Please make an exact transcription of all the data that follows.

Collected data entries:
※
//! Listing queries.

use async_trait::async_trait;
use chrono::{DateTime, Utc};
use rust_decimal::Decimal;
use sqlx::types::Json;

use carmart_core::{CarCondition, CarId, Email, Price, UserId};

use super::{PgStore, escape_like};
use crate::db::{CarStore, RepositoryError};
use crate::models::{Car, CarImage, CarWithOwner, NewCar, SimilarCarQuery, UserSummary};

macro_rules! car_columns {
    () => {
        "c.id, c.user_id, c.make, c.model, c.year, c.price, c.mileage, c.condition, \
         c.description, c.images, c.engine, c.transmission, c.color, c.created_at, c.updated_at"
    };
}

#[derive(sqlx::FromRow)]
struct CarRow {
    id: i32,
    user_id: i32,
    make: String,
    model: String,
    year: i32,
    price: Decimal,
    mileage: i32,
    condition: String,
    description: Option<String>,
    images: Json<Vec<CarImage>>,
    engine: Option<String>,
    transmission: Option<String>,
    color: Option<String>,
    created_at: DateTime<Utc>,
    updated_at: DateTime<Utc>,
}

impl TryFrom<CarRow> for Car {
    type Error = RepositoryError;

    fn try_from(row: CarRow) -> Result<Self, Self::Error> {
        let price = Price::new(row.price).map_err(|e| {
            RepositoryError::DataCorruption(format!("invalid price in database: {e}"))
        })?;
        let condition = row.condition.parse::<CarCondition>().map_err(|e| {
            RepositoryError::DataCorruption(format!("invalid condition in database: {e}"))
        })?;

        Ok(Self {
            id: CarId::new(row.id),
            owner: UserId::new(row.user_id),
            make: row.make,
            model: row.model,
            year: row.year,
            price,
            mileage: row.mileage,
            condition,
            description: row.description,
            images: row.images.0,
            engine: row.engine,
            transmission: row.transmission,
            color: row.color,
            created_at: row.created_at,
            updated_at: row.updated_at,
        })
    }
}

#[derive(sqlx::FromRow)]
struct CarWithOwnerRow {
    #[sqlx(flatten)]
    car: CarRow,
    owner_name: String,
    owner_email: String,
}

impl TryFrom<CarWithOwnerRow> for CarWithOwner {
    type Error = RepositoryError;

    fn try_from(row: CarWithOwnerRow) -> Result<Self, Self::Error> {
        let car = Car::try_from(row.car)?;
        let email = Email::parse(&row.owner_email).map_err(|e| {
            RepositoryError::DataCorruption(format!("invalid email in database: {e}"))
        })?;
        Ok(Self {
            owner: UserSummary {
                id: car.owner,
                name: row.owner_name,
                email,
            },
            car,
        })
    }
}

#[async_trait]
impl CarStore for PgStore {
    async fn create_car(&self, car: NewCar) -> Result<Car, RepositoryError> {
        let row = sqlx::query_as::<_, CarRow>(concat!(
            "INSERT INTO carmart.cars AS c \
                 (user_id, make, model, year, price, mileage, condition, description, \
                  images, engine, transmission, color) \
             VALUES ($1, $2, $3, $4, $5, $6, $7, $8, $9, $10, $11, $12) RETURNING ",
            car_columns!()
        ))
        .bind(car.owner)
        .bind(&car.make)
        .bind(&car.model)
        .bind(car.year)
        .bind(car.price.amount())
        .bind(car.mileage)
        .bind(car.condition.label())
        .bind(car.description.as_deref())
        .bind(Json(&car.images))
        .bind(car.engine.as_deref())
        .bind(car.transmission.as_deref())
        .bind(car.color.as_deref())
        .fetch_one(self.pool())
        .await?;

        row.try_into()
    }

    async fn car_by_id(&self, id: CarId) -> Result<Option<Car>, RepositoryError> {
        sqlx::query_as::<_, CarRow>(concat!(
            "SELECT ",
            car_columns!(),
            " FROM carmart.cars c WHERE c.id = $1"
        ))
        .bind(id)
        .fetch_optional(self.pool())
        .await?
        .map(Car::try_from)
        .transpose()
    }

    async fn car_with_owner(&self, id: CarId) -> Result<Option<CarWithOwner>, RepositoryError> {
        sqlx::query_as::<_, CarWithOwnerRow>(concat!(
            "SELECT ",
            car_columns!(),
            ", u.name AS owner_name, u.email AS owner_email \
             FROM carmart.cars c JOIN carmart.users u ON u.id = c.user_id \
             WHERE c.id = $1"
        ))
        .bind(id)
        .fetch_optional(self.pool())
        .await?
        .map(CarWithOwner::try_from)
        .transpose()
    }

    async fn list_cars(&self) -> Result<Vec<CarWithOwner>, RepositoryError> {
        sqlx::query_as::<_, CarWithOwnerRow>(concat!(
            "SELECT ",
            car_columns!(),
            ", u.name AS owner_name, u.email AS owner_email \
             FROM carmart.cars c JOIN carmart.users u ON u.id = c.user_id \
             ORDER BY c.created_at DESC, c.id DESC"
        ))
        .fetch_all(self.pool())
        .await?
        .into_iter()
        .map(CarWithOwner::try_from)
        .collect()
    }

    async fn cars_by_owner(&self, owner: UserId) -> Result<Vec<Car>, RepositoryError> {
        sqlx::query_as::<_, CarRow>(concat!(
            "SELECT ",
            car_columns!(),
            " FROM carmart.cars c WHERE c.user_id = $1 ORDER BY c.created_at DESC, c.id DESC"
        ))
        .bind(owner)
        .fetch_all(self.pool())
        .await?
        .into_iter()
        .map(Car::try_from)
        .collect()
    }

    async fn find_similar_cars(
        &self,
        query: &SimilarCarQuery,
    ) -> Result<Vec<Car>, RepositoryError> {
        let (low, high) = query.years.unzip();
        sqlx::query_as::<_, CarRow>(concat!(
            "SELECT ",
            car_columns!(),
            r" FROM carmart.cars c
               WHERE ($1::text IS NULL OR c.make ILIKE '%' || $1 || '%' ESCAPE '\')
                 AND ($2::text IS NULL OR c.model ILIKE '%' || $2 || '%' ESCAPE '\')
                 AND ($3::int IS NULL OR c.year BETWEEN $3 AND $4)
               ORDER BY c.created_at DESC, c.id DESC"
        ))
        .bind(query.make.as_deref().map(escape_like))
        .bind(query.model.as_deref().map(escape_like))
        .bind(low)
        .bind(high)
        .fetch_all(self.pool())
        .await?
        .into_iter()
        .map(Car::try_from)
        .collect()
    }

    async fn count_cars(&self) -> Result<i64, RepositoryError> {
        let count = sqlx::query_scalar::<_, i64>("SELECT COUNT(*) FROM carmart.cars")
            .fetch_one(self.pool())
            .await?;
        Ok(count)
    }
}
※
## EXERCISE OUTPUT
//! Listing queries.

use async_trait::async_trait;
use chrono::{DateTime, Utc};
use rust_decimal::Decimal;
use sqlx::types::Json;

use carmart_core::{CarCondition, CarId, Email, Price, UserId};

use super::{PgStore, escape_like};
use crate::db::{CarStore, RepositoryError};
use crate::models::{Car, CarImage, CarWithOwner, NewCar, SimilarCarQuery, UserSummary};

macro_rules! car_columns {
    () => {
        "c.id, c.user_id, c.make, c.model, c.year, c.price, c.mileage, c.condition, \
         c.description, c.images, c.engine, c.transmission, c.color, c.created_at, c.updated_at"
    };
}

#[derive(sqlx::FromRow)]
struct CarRow {
    id: i32,
    user_id: i32,
    make: String,
    model: String,
    year: i32,
    price: Decimal,
    mileage: i32,
    condition: String,
    description: Option<String>,
    images: Json<Vec<CarImage>>,
    engine: Option<String>,
    transmission: Option<String>,
    color: Option<String>,
    created_at: DateTime<Utc>,
    updated_at: DateTime<Utc>,
}

impl TryFrom<CarRow> for Car {
    type Error = RepositoryError;

    fn try_from(row: CarRow) -> Result<Self, Self::Error> {
        let price = Price::new(row.price).map_err(|e| {
            RepositoryError::DataCorruption(format!("invalid price in database: {e}"))
        })?;
        let condition = row.condition.parse::<CarCondition>().map_err(|e| {
            RepositoryError::DataCorruption(format!("invalid condition in database: {e}"))
        })?;

        Ok(Self {
            id: CarId::new(row.id),
            owner: UserId::new(row.user_id),
            make: row.make,
            model: row.model,
            year: row.year,
            price,
            mileage: row.mileage,
            condition,
            description: row.description,
            images: row.images.0,
            engine: row.engine,
            transmission: row.transmission,
            color: row.color,
            created_at: row.created_at,
            updated_at: row.updated_at,
        })
    }
}

#[derive(sqlx::FromRow)]
struct CarWithOwnerRow {
    #[sqlx(flatten)]
    car: CarRow,
    owner_name: String,
    owner_email: String,
}

impl TryFrom<CarWithOwnerRow> for CarWithOwner {
    type Error = RepositoryError;

    fn try_from(row: CarWithOwnerRow) -> Result<Self, Self::Error> {
        let car = Car::try_from(row.car)?;
        let email = Email::parse(&row.owner_email).map_err(|e| {
            RepositoryError::DataCorruption(format!("invalid email in database: {e}"))
        })?;
        Ok(Self {
            owner: UserSummary {
                id: car.owner,
                name: row.owner_name,
                email,
            },
            car,
        })
    }
}

#[async_trait]
impl CarStore for PgStore {
    async fn create_car(&self, car: NewCar) -> Result<Car, RepositoryError> {
        let row = sqlx::query_as::<_, CarRow>(concat!(
            "INSERT INTO carmart.cars AS c \
                 (user_id, make, model, year, price, mileage, condition, description, \
                  images, engine, transmission, color) \
             VALUES ($1, $2, $3, $4, $5, $6, $7, $8, $9, $10, $11, $12) RETURNING ",
            car_columns!()
        ))
        .bind(car.owner)
        .bind(&car.make)
        .bind(&car.model)
        .bind(car.year)
        .bind(car.price.amount())
        .bind(car.mileage)
        .bind(car.condition.label())
        .bind(car.description.as_deref())
        .bind(Json(&car.images))
        .bind(car.engine.as_deref())
        .bind(car.transmission.as_deref())
        .bind(car.color.as_deref())
        .fetch_one(self.pool())
        .await?;

        row.try_into()
    }

    async fn car_by_id(&self, id: CarId) -> Result<Option<Car>, RepositoryError> {
        sqlx::query_as::<_, CarRow>(concat!(
            "SELECT ",
            car_columns!(),
            " FROM carmart.cars c WHERE c.id = $1"
        ))
        .bind(id)
        .fetch_optional(self.pool())
        .await?
        .map(Car::try_from)
        .transpose()
    }

    async fn car_with_owner(&self, id: CarId) -> Result<Option<CarWithOwner>, RepositoryError> {
        sqlx::query_as::<_, CarWithOwnerRow>(concat!(
            "SELECT ",
            car_columns!(),
            ", u.name AS owner_name, u.email AS owner_email \
             FROM carmart.cars c JOIN carmart.users u ON u.id = c.user_id \
             WHERE c.id = $1"
        ))
        .bind(id)
        .fetch_optional(self.pool())
        .await?
        .map(CarWithOwner::try_from)
        .transpose()
    }

    async fn list_cars(&self) -> Result<Vec<CarWithOwner>, RepositoryError> {
        sqlx::query_as::<_, CarWithOwnerRow>(concat!(
            "SELECT ",
            car_columns!(),
            ", u.name AS owner_name, u.email AS owner_email \
             FROM carmart.cars c JOIN carmart.users u ON u.id = c.user_id \
             ORDER BY c.created_at DESC, c.id DESC"
        ))
        .fetch_all(self.pool())
        .await?
        .into_iter()
        .map(CarWithOwner::try_from)
        .collect()
    }

    async fn cars_by_owner(&self, owner: UserId) -> Result<Vec<Car>, RepositoryError> {
        sqlx::query_as::<_, CarRow>(concat!(
            "SELECT ",
            car_columns!(),
            " FROM carmart.cars c WHERE c.user_id = $1 ORDER BY c.created_at DESC, c.id DESC"
        ))
        .bind(owner)
        .fetch_all(self.pool())
        .await?
        .into_iter()
        .map(Car::try_from)
        .collect()
    }

    async fn find_similar_cars(
        &self,
        query: &SimilarCarQuery,
    ) -> Result<Vec<Car>, RepositoryError> {
        let (low, high) = query.years.unzip();
        sqlx::query_as::<_, CarRow>(concat!(
            "SELECT ",
            car_columns!(),
            r" FROM carmart.cars c
               WHERE ($1::text IS NULL OR c.make ILIKE '%' || $1 || '%' ESCAPE '\')
                 AND ($2::text IS NULL OR c.model ILIKE '%' || $2 || '%' ESCAPE '\')
                 AND ($3::int IS NULL OR c.year BETWEEN $3 AND $4)
               ORDER BY c.created_at DESC, c.id DESC"
        ))
        .bind(query.make.as_deref().map(escape_like))
        .bind(query.model.as_deref().map(escape_like))
        .bind(low)
        .bind(high)
        .fetch_all(self.pool())
        .await?
        .into_iter()
        .map(Car::try_from)
        .collect()
    }

    async fn count_cars(&self) -> Result<i64, RepositoryError> {
        let count = sqlx::query_scalar::<_, i64>("SELECT COUNT(*) FROM carmart.cars")
            .fetch_one(self.pool())
            .await?;
        Ok(count)
    }
}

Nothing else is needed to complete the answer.